## Required work
Please return every line in the entries below with the word "that" in it.

Stored data:
########
//! Path command - print where the recorded binary lives

use anyhow::Result;
use ensurebin_core::location::{BinarySource, resolved_binary};
use serde::Serialize;
use std::path::PathBuf;

use crate::context::Context;
use crate::output::print_json;

#[derive(Serialize)]
struct PathInfo {
    path: PathBuf,
    platform: Option<String>,
    arch: Option<String>,
    source: Option<BinarySource>,
}

/// Execute `ensurebin path`
pub fn run(package_dir: Option<PathBuf>, json: bool) -> Result<()> {
    let ctx = Context::load(package_dir)?;
    let recorded = resolved_binary(&ctx.layout.record_path())?;

    if json {
        print_json(&PathInfo {
            path: recorded.path,
            platform: recorded.record.platform,
            arch: recorded.record.arch,
            source: recorded.record.source,
        })?;
    } else {
        println!("{}", recorded.path.display());
    }

    Ok(())
}
//! Environment isolation for tests
//!
//! Tests that touch `ENSUREBIN_*` variables (or `PATH`) serialize through
//! [`ENV_LOCK`] and get every override cleared for the duration of the test.

use std::ffi::OsString;
use std::sync::{Mutex, MutexGuard};

/// Static mutex to serialize tests that modify environment variables
pub static ENV_LOCK: Mutex<()> = Mutex::new(());

/// Every `ENSUREBIN_*` override, cleared by [`with_isolated_env`]
pub const OVERRIDE_VARS: &[&str] = &[
    "ENSUREBIN_PLATFORM",
    "ENSUREBIN_ARCH",
    "ENSUREBIN_HTTPS_PROXY",
    "ENSUREBIN_HTTP_PROXY",
    "ENSUREBIN_PROXY",
    "ENSUREBIN_STRICT_SSL",
    "ENSUREBIN_CA",
    "ENSUREBIN_CAFILE",
    "ENSUREBIN_TMP",
    "ENSUREBIN_USER_AGENT",
    "ENSUREBIN_PACKAGE_DIR",
];

/// Locks [`ENV_LOCK`], recovering from a poisoned mutex
///
/// A panicking test leaves the environment valid; the lock only serializes
/// access.
pub fn env_lock() -> MutexGuard<'static, ()> {
    ENV_LOCK.lock().unwrap_or_else(|poisoned| poisoned.into_inner())
}

/// Runs `f` with all ensurebin overrides removed, then `vars` applied
///
/// The previous values are restored once `f` returns.
///
/// ```no_run
/// use ensurebin_testkit::with_isolated_env;
///
/// with_isolated_env(&[("ENSUREBIN_PLATFORM", "sunos")], || {
///     assert_eq!(std::env::var("ENSUREBIN_PLATFORM").unwrap(), "sunos");
/// });
/// ```
pub fn with_isolated_env<F, R>(vars: &[(&str, &str)], f: F) -> R
where
    F: FnOnce() -> R,
{
    let _guard = env_lock();

    let mut touched: Vec<&str> = OVERRIDE_VARS.to_vec();
    for (key, _) in vars {
        if !touched.contains(key) {
            touched.push(*key);
        }
    }
    let saved: Vec<(&str, Option<OsString>)> = touched
        .iter()
        .map(|key| (*key, std::env::var_os(key)))
        .collect();

    // SAFETY: We hold ENV_LOCK, so no other test mutates the environment concurrently.
    unsafe {
        for key in OVERRIDE_VARS {
            std::env::remove_var(key);
        }
        for (key, value) in vars {
            std::env::set_var(key, value);
        }
    }

    let result = f();

    // SAFETY: Still holding ENV_LOCK.
    unsafe {
        for (key, value) in saved {
            match value {
                Some(value) => std::env::set_var(key, value),
                None => std::env::remove_var(key),
            }
        }
    }

    result
}
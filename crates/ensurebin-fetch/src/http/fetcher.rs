//! Network [`Fetch`] implementation

use ensurebin_core::config::Overrides;
use log::info;
use std::error::Error as StdError;
use std::io::{Read, Write};
use url::Url;

use super::client::{NetworkOptions, build_client};
use crate::install::{DownloadError, Fetch};

/// Fetches over HTTP(S) with the configured proxy and trust roots
///
/// The client is built per fetch, so a bad proxy or CA setting only fails
/// runs that actually need the network.
#[derive(Debug, Clone)]
pub struct HttpFetcher {
    options: NetworkOptions,
}

impl HttpFetcher {
    pub fn new(options: NetworkOptions) -> Self {
        Self { options }
    }

    pub fn from_overrides(overrides: &Overrides) -> Self {
        Self::new(NetworkOptions::from_overrides(overrides))
    }

    pub fn options(&self) -> &NetworkOptions {
        &self.options
    }
}

impl Fetch for HttpFetcher {
    fn fetch(&self, url: &Url, sink: &mut dyn Write) -> Result<u64, DownloadError> {
        let client = build_client(&self.options).map_err(|e| DownloadError::Request {
            url: url.clone(),
            reason: format!("invalid network configuration: {}", error_chain(&e)),
        })?;

        info!("Downloading {}", url);
        let mut response = client
            .get(url.as_str())
            .send()
            .map_err(|e| classify(url, &e))?;

        let status = response.status();
        if !status.is_success() {
            return Err(DownloadError::Status {
                url: url.clone(),
                status: status.as_u16(),
            });
        }

        let mut downloaded: u64 = 0;
        let mut buffer = [0; 8192];
        loop {
            let bytes_read = response
                .read(&mut buffer)
                .map_err(|e| classify(url, &e))?;
            if bytes_read == 0 {
                break;
            }

            sink.write_all(&buffer[..bytes_read])
                .map_err(DownloadError::io("write downloaded bytes"))?;
            downloaded += bytes_read as u64;
        }

        Ok(downloaded)
    }
}

/// Maps a transport error, singling out self-signed certificate chains
fn classify(url: &Url, err: &(dyn StdError + 'static)) -> DownloadError {
    let chain = error_chain(err);
    if is_self_signed(&chain) {
        DownloadError::SelfSignedCertificate { url: url.clone() }
    } else {
        DownloadError::Request {
            url: url.clone(),
            reason: chain,
        }
    }
}

/// `err` and all its sources, joined with `: `
fn error_chain(err: &(dyn StdError + 'static)) -> String {
    let mut parts = vec![err.to_string()];
    let mut source = err.source();
    while let Some(cause) = source {
        let text = cause.to_string();
        if !parts.iter().any(|p| p.contains(&text)) {
            parts.push(text);
        }
        source = cause.source();
    }
    parts.join(": ")
}

fn is_self_signed(chain: &str) -> bool {
    let lower = chain.to_ascii_lowercase();
    ["self signed", "self-signed", "selfsigned", "unknownissuer", "unknown issuer"]
        .iter()
        .any(|needle| lower.contains(needle))
}
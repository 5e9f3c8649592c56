//! Binary resolution and acquisition for ensurebin.
//!
//! Given a package manifest and a target platform, this crate makes sure a
//! verified copy of the declared binary exists and says where it is.
//!
//! # Modules
//!
//! - [`spec`]: platform table lookup
//! - [`checksum`]: streaming SHA-256 verification
//! - [`probe`]: `<binary> --version` probing with a timeout
//! - [`search_path`]: cleaned executable search path and marker detection
//! - [`http`]: HTTP client with proxy and CA configuration
//! - [`install`]: staging directory discovery and the downloader
//! - [`resolve`]: the resolution ladder
//!
//! # Resolution Flow
//!
//! ```text
//! Installer::run()
//!     ↓ (install lock held)
//! 1. CheckLocal
//!     → Read {lib_dir}/location.toml
//!     → Target must match, file must exist, version must match
//!     ↓ (inconclusive)
//! 2. CheckPath (host target only)
//!     → Search the cleaned PATH for {name}
//!     → Skip this package's own install
//!     → Marker wrapper: follow its nested location record
//!     → Plain binary: accept
//!     ↓ (inconclusive)
//! 3. Download
//!     → Look up the platform table (unsupported: fatal)
//!     → Stream to a staging dir, verify sha256
//!     → Install to {install_dir}/{name}
//!     ↓
//! 4. Write location record
//! ```
//!
//! # Example
//!
//! ```no_run
//! use ensurebin_core::config::{Manifest, Overrides};
//! use ensurebin_fetch::{HttpFetcher, InstallContext, Installer};
//! use std::path::Path;
//!
//! # fn main() -> ensurebin_core::Result<()> {
//! let root = Path::new(".");
//! let manifest = Manifest::from_file(root.join("ensurebin.toml"))?;
//! let overrides = Overrides::from_env();
//! let fetcher = HttpFetcher::from_overrides(&overrides);
//!
//! let context = InstallContext::new(root, manifest, overrides);
//! let resolved = Installer::new(&context, fetcher).run()?;
//! println!("{} ({})", resolved.path.display(), resolved.source);
//! # Ok(())
//! # }
//! ```

// Core modules
pub mod checksum;
pub mod http;
pub mod info;
pub mod install;
pub mod probe;
pub mod resolve;
pub mod search_path;
pub mod spec;

// Re-export commonly used types
pub use http::HttpFetcher;
pub use info::ResolvedBinary;
pub use install::{DownloadError, Fetch};
pub use probe::VersionProbe;
pub use resolve::{InstallContext, Installer, Step};
pub use search_path::SearchPath;
pub use spec::{DownloadSpec, resolve_download_spec};

// Type alias for convenience
pub type Result<T> = ensurebin_core::Result<T>;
########
## Your solution
//! Tests that touch `ENSUREBIN_*` variables (or `PATH`) serialize through
/// Static mutex to serialize tests that modify environment variables
/// runs that actually need the network.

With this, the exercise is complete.